//! # Event Publisher
//!
//! Defines the publishing side of the event bus.

use crate::events::{AdapterEvent, EventFilter};
use crate::subscriber::{EventStream, Subscription};
use crate::DEFAULT_CHANNEL_CAPACITY;
use std::sync::atomic::{AtomicU64, Ordering};
use tokio::sync::broadcast;
use tracing::{debug, trace};

/// Trait for publishing events to the bus.
///
/// Publishing never blocks and never fails: lifecycle hooks must not be
/// able to stall or break the engine that emits them.
pub trait EventPublisher: Send + Sync {
    /// Publish an event to the bus.
    ///
    /// Returns the number of active subscribers that received the event.
    fn publish(&self, event: AdapterEvent) -> usize;

    /// Get the total number of events published.
    fn events_published(&self) -> u64;
}

/// In-memory implementation of the event bus.
///
/// Uses `tokio::sync::broadcast` for multi-producer, multi-consumer semantics.
/// Slow subscribers lose the oldest events rather than applying backpressure.
pub struct InMemoryEventBus {
    sender: broadcast::Sender<AdapterEvent>,
    events_published: AtomicU64,
    capacity: usize,
}

impl InMemoryEventBus {
    /// Create a new in-memory event bus with default capacity.
    #[must_use]
    pub fn new() -> Self {
        Self::with_capacity(DEFAULT_CHANNEL_CAPACITY)
    }

    /// Create a new in-memory event bus with specified capacity.
    #[must_use]
    pub fn with_capacity(capacity: usize) -> Self {
        let (sender, _) = broadcast::channel(capacity.max(1));
        Self {
            sender,
            events_published: AtomicU64::new(0),
            capacity: capacity.max(1),
        }
    }

    /// Subscribe to events matching a filter.
    #[must_use]
    pub fn subscribe(&self, filter: EventFilter) -> Subscription {
        debug!(topics = ?filter.topics, "New subscription created");
        Subscription::new(self.sender.subscribe(), filter)
    }

    /// Get a stream of events matching a filter.
    #[must_use]
    pub fn event_stream(&self, filter: EventFilter) -> EventStream {
        EventStream::new(self.sender.subscribe(), filter)
    }

    /// Get the number of active subscribers.
    #[must_use]
    pub fn subscriber_count(&self) -> usize {
        self.sender.receiver_count()
    }

    /// Get the channel capacity.
    #[must_use]
    pub fn capacity(&self) -> usize {
        self.capacity
    }
}

impl Default for InMemoryEventBus {
    fn default() -> Self {
        Self::new()
    }
}

impl std::fmt::Debug for InMemoryEventBus {
    fn fmt(&self, f: &mut std::fmt::Formatter<'_>) -> std::fmt::Result {
        f.debug_struct("InMemoryEventBus")
            .field("capacity", &self.capacity)
            .field("subscribers", &self.subscriber_count())
            .finish()
    }
}

impl EventPublisher for InMemoryEventBus {
    fn publish(&self, event: AdapterEvent) -> usize {
        let topic = event.topic();
        self.events_published.fetch_add(1, Ordering::Relaxed);

        match self.sender.send(event) {
            Ok(receivers) => {
                trace!(topic = ?topic, receivers, "Event published");
                receivers
            }
            // No subscribers is the normal state for an unobserved adapter.
            Err(_) => 0,
        }
    }

    fn events_published(&self) -> u64 {
        self.events_published.load(Ordering::Relaxed)
    }
}

/// Publisher that drops everything. Used when no bus is configured.
#[derive(Debug, Default, Clone, Copy)]
pub struct NullPublisher;

impl EventPublisher for NullPublisher {
    fn publish(&self, _event: AdapterEvent) -> usize {
        0
    }

    fn events_published(&self) -> u64 {
        0
    }
}
//! # Ports Layer
//!
//! - **Outbound (Driven)**: the [`outbound::Transport`] frames leave
//!   through and the [`outbound::RequestHandler`]s requests are handed to.

pub mod outbound;
//! # Domain Layer

pub mod config;
pub mod errors;
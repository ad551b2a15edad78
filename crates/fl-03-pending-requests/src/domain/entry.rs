//! # Pending Entries

use fl_01_envelope::{Envelope, ErrorFrame, Response};
use shared_types::{ConnectionId, CorrelationId, RequestFailure};
use std::time::Duration;
use tokio::sync::oneshot;
use tokio::task::AbortHandle;
use tokio::time::Instant;

/// A correlated answer from the peer.
#[derive(Debug, Clone, PartialEq, Eq)]
pub enum Reply {
    Response(Response),
    RequestError(ErrorFrame),
}

impl Reply {
    #[must_use]
    pub fn correlation_id(&self) -> &CorrelationId {
        match self {
            Reply::Response(r) => &r.correlation_id,
            Reply::RequestError(e) => &e.correlation_id,
        }
    }

    /// The reply as a plain success or typed failure.
    pub fn into_result(self) -> Result<Response, RequestFailure> {
        match self {
            Reply::Response(response) => Ok(response),
            Reply::RequestError(error) => Err(RequestFailure::Remote {
                code: error.code,
                description: error.description,
                details: error
                    .details
                    .deserialize()
                    .unwrap_or(serde_json::Value::Null),
            }),
        }
    }
}

impl From<Reply> for Envelope {
    fn from(reply: Reply) -> Self {
        match reply {
            Reply::Response(r) => Envelope::Response(r),
            Reply::RequestError(e) => Envelope::RequestError(e),
        }
    }
}

/// What a waiter eventually receives.
pub type PendingOutcome = Result<Reply, RequestFailure>;

/// Who is waiting for the answer.
#[derive(Debug, Clone, Copy, PartialEq, Eq, Hash)]
pub enum Origin {
    /// A local caller awaiting a `Waiter`.
    Local,
    /// A request relayed on behalf of a peer on this connection.
    Forwarded { from: ConnectionId },
}

/// Identifies an in-flight entry.
///
/// Correlation ids are only unique per initiator. A relay carries requests
/// from several initiators at once, so the id alone is not a key.
#[derive(Debug, Clone, PartialEq, Eq, Hash)]
pub struct PendingKey {
    pub origin: Origin,
    pub correlation_id: CorrelationId,
}

impl PendingKey {
    /// Key of a request made by a local caller.
    #[must_use]
    pub fn local(correlation_id: CorrelationId) -> Self {
        Self {
            origin: Origin::Local,
            correlation_id,
        }
    }

    /// Key of a request relayed for the peer on `from`.
    #[must_use]
    pub fn forwarded(from: ConnectionId, correlation_id: CorrelationId) -> Self {
        Self {
            origin: Origin::Forwarded { from },
            correlation_id,
        }
    }
}

impl From<CorrelationId> for PendingKey {
    fn from(correlation_id: CorrelationId) -> Self {
        Self::local(correlation_id)
    }
}

impl From<&CorrelationId> for PendingKey {
    fn from(correlation_id: &CorrelationId) -> Self {
        Self::local(correlation_id.clone())
    }
}

/// Read-only view of an in-flight entry.
#[derive(Debug, Clone, PartialEq, Eq)]
pub struct PendingInfo {
    pub correlation_id: CorrelationId,
    pub action: String,
    pub connection: ConnectionId,
    pub origin: Origin,
    pub sent_at: Instant,
    pub timeout: Duration,
}

/// An entry owned by the table from registration until its single
/// terminal transition.
pub(crate) struct PendingRequest {
    pub(crate) action: String,
    pub(crate) connection: ConnectionId,
    pub(crate) origin: Origin,
    pub(crate) sent_at: Instant,
    pub(crate) timeout: Duration,
    /// Distinguishes this registration from later ones reusing the id.
    pub(crate) ticket: u64,
    pub(crate) sender: oneshot::Sender<PendingOutcome>,
    pub(crate) timer: Option<AbortHandle>,
}

impl PendingRequest {
    pub(crate) fn info(&self, key: &PendingKey) -> PendingInfo {
        PendingInfo {
            correlation_id: key.correlation_id.clone(),
            action: self.action.clone(),
            connection: self.connection,
            origin: self.origin,
            sent_at: self.sent_at,
            timeout: self.timeout,
        }
    }
}
//! WebSocket transport.
//!
//! Peers connect to `/{node_id}`; the path segment names the peer and
//! becomes its route. Text and binary messages are fed to the adapter's
//! read loop, and the connection's outbound queue is drained into the
//! socket by a writer task.
//!
//! Security features:
//! - Message size limit (default 1MB), enforced during the upgrade
//! - Node ids validated before the upgrade

use crate::domain::errors::AdapterError;
use crate::service::Adapter;
use axum::{
    extract::{
        ws::{Message, WebSocket, WebSocketUpgrade},
        Path, State,
    },
    http::StatusCode,
    response::{IntoResponse, Response},
    routing::get,
    Router,
};
use fl_01_envelope::Frame;
use futures::{Sink, SinkExt, StreamExt};
use shared_types::{ConnectionId, NodeId};
use tokio::sync::mpsc;
use tracing::{debug, error, info, warn};

/// Router serving the adapter's WebSocket endpoint.
pub fn router(adapter: Adapter) -> Router {
    Router::new()
        .route("/:node", get(upgrade))
        .with_state(adapter)
}

/// Bind the configured address and serve until the listener fails.
pub async fn serve(adapter: Adapter) -> Result<(), AdapterError> {
    let addr = adapter.websocket_config().addr();
    let listener = tokio::net::TcpListener::bind(addr).await?;
    info!(addr = %addr, node = %adapter.local(), "Starting WebSocket server");
    axum::serve(listener, router(adapter)).await?;
    Ok(())
}

async fn upgrade(
    ws: WebSocketUpgrade,
    Path(node): Path<String>,
    State(adapter): State<Adapter>,
) -> Response {
    let peer = match NodeId::new(node) {
        Ok(peer) => peer,
        Err(e) => return (StatusCode::BAD_REQUEST, e.to_string()).into_response(),
    };
    let max = adapter.websocket_config().max_message_size;
    ws.max_message_size(max)
        .on_upgrade(move |socket| handle_socket(adapter, peer, socket))
}

/// Drive one WebSocket connection until either side closes it.
async fn handle_socket(adapter: Adapter, peer: NodeId, socket: WebSocket) {
    let (connection, outbound) = adapter.input().open_connection();
    adapter.routes().add_route(peer.clone(), connection);
    info!(connection = %connection, peer = %peer, "New WebSocket connection");

    let (sink, mut stream) = socket.split();

    let writer = tokio::spawn(write_frames(connection, outbound, sink));

    let reason = loop {
        match stream.next().await {
            Some(Ok(Message::Text(text))) => {
                adapter.input().handle_frame(connection, Frame::Text(text));
            }
            Some(Ok(Message::Binary(data))) => {
                adapter.input().handle_frame(connection, Frame::from(data));
            }
            // Pings are answered by the socket itself.
            Some(Ok(Message::Ping(_) | Message::Pong(_))) => {}
            Some(Ok(Message::Close(_))) => {
                debug!(connection = %connection, "WebSocket close received");
                break "closed by peer";
            }
            Some(Err(e)) => {
                warn!(connection = %connection, error = %e, "WebSocket error");
                break "socket error";
            }
            None => break "socket ended",
        }
    };

    // Closing drops the outbound queue, which ends the writer.
    adapter.input().close_connection(connection, reason);
    if let Err(e) = writer.await {
        warn!(connection = %connection, error = %e, "WebSocket writer task failed");
    }
}

/// Drain a connection's outbound queue into the socket until the queue
/// closes or a write fails, then close the socket.
async fn write_frames<S>(connection: ConnectionId, mut outbound: mpsc::Receiver<Frame>, mut sink: S)
where
    S: Sink<Message> + Unpin,
    S::Error: std::fmt::Display,
{
    while let Some(frame) = outbound.recv().await {
        let message = match frame {
            Frame::Text(text) => Message::Text(text),
            Frame::Binary(bytes) => Message::Binary(bytes.to_vec()),
        };
        if let Err(e) = sink.send(message).await {
            error!(connection = %connection, error = %e, "Failed to write WebSocket frame");
            break;
        }
    }
    if let Err(e) = sink.close().await {
        debug!(connection = %connection, error = %e, "WebSocket close failed");
    }
}

#[cfg(test)]
mod tests {
    use super::*;
    use crate::domain::config::{AdapterConfig, NodeConfig};
    use axum::body::Body;
    use axum::http::Request;
    use tower::ServiceExt;

    fn adapter() -> Adapter {
        let config = AdapterConfig {
            node: NodeConfig {
                id: Some(NodeId::new("csms").unwrap()),
            },
            ..AdapterConfig::default()
        };
        Adapter::builder(config).build().unwrap()
    }

    #[tokio::test]
    async fn test_writer_maps_frames_and_closes() {
        let (queue, outbound) = mpsc::channel(4);
        let (sink, mut written) = futures::channel::mpsc::unbounded::<Message>();
        queue.send(Frame::from(r#"[2,"1","Heartbeat",{}]"#)).await.unwrap();
        queue.send(Frame::from(vec![1u8, 2, 3])).await.unwrap();
        drop(queue);

        write_frames(ConnectionId::new(), outbound, sink).await;

        assert!(matches!(
            written.next().await,
            Some(Message::Text(ref text)) if text == r#"[2,"1","Heartbeat",{}]"#
        ));
        assert!(matches!(
            written.next().await,
            Some(Message::Binary(ref bytes)) if bytes.as_slice() == [1u8, 2, 3]
        ));
        // Closed after the queue ran dry.
        assert!(written.next().await.is_none());
    }

    #[tokio::test]
    async fn test_writer_stops_on_broken_socket() {
        let (queue, outbound) = mpsc::channel(4);
        let (sink, written) = futures::channel::mpsc::unbounded::<Message>();
        drop(written);
        queue.send(Frame::from("[]")).await.unwrap();

        // Returns although the queue is still open.
        write_frames(ConnectionId::new(), outbound, sink).await;
        assert!(queue.is_closed());
    }

    #[tokio::test]
    async fn test_plain_http_request_is_not_upgraded() {
        let response = router(adapter())
            .oneshot(Request::get("/cp-1").body(Body::empty()).unwrap())
            .await
            .unwrap();
        assert!(response.status().is_client_error());
    }
}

__Work request__:
Would you please transcribe the lines above exactly, starting with the first line of the material and ending with the line that has "pub fn with_capacity(capacity: usize)"?

__Result__:
//! # Event Publisher
//!
//! Defines the publishing side of the event bus.

use crate::events::{AdapterEvent, EventFilter};
use crate::subscriber::{EventStream, Subscription};
use crate::DEFAULT_CHANNEL_CAPACITY;
use std::sync::atomic::{AtomicU64, Ordering};
use tokio::sync::broadcast;
use tracing::{debug, trace};

/// Trait for publishing events to the bus.
///
/// Publishing never blocks and never fails: lifecycle hooks must not be
/// able to stall or break the engine that emits them.
pub trait EventPublisher: Send + Sync {
    /// Publish an event to the bus.
    ///
    /// Returns the number of active subscribers that received the event.
    fn publish(&self, event: AdapterEvent) -> usize;

    /// Get the total number of events published.
    fn events_published(&self) -> u64;
}

/// In-memory implementation of the event bus.
///
/// Uses `tokio::sync::broadcast` for multi-producer, multi-consumer semantics.
/// Slow subscribers lose the oldest events rather than applying backpressure.
pub struct InMemoryEventBus {
    sender: broadcast::Sender<AdapterEvent>,
    events_published: AtomicU64,
    capacity: usize,
}

impl InMemoryEventBus {
    /// Create a new in-memory event bus with default capacity.
    #[must_use]
    pub fn new() -> Self {
        Self::with_capacity(DEFAULT_CHANNEL_CAPACITY)
    }

    /// Create a new in-memory event bus with specified capacity.
    #[must_use]
    pub fn with_capacity(capacity: usize) -> Self {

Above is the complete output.